- _PROBLEM TO WORK ON_:
Take the entries below and print only the lines from the one with "use crate::errors::StorageResult;" through the one with "let path = self.storage.store(file).await?;", exactly as they stand, both ends included.

- _Entries taken from a collection_:

//! Keeps uploaded files consistent with the rows that reference them
//!
//! New files are written before the row, old files are removed after it:
//!
//! * the row write fails: the files written for it are deleted
//! * the row write succeeds: the files it no longer references are deleted
//!
//! Deletes are best-effort; a failure is logged with the orphaned path.

use super::storage::{UploadStorage, UploadedFile};
use crate::errors::StorageResult;

pub struct UploadBatch<'a> {
    storage: &'a UploadStorage,
    written: Vec<String>,
    retired: Vec<String>,
}

impl<'a> UploadBatch<'a> {
    pub fn new(storage: &'a UploadStorage) -> Self {
        Self {
            storage,
            written: Vec::new(),
            retired: Vec::new(),
        }
    }

    /// Store `file` and remember it for rollback
    pub async fn store(&mut self, file: &UploadedFile) -> StorageResult<String> {
        let path = self.storage.store(file).await?;
        self.written.push(path.clone());
        Ok(path)
    }

    /// Store `file` if present
    pub async fn store_optional(
        &mut self,
        file: Option<&UploadedFile>,
    ) -> StorageResult<Option<String>> {
        match file {
            Some(file) => self.store(file).await.map(Some),
            None => Ok(None),
        }
    }

    /// Schedule `path` for deletion once the row write succeeds
    pub fn retire(&mut self, path: impl Into<String>) {
        self.retired.push(path.into());
    }

    /// Row write succeeded: drop the files it replaced
    pub async fn commit(self) {
        for path in &self.retired {
            self.storage.delete_best_effort(path).await;
        }
    }

    /// Row write failed: drop the files written for it
    pub async fn rollback(self) {
        for path in &self.written {
            self.storage.delete_best_effort(path).await;
        }
    }

    /// Commit or roll back depending on `result`, then pass it through
    pub async fn finish<T, E>(self, result: Result<T, E>) -> Result<T, E> {
        if result.is_ok() {
            self.commit().await;
        } else {
            self.rollback().await;
        }
        result
    }
}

- _TASK ANSWER_:
use crate::errors::StorageResult;

pub struct UploadBatch<'a> {
    storage: &'a UploadStorage,
    written: Vec<String>,
    retired: Vec<String>,
}

impl<'a> UploadBatch<'a> {
    pub fn new(storage: &'a UploadStorage) -> Self {
        Self {
            storage,
            written: Vec::new(),
            retired: Vec::new(),
        }
    }

    /// Store `file` and remember it for rollback
    pub async fn store(&mut self, file: &UploadedFile) -> StorageResult<String> {
        let path = self.storage.store(file).await?;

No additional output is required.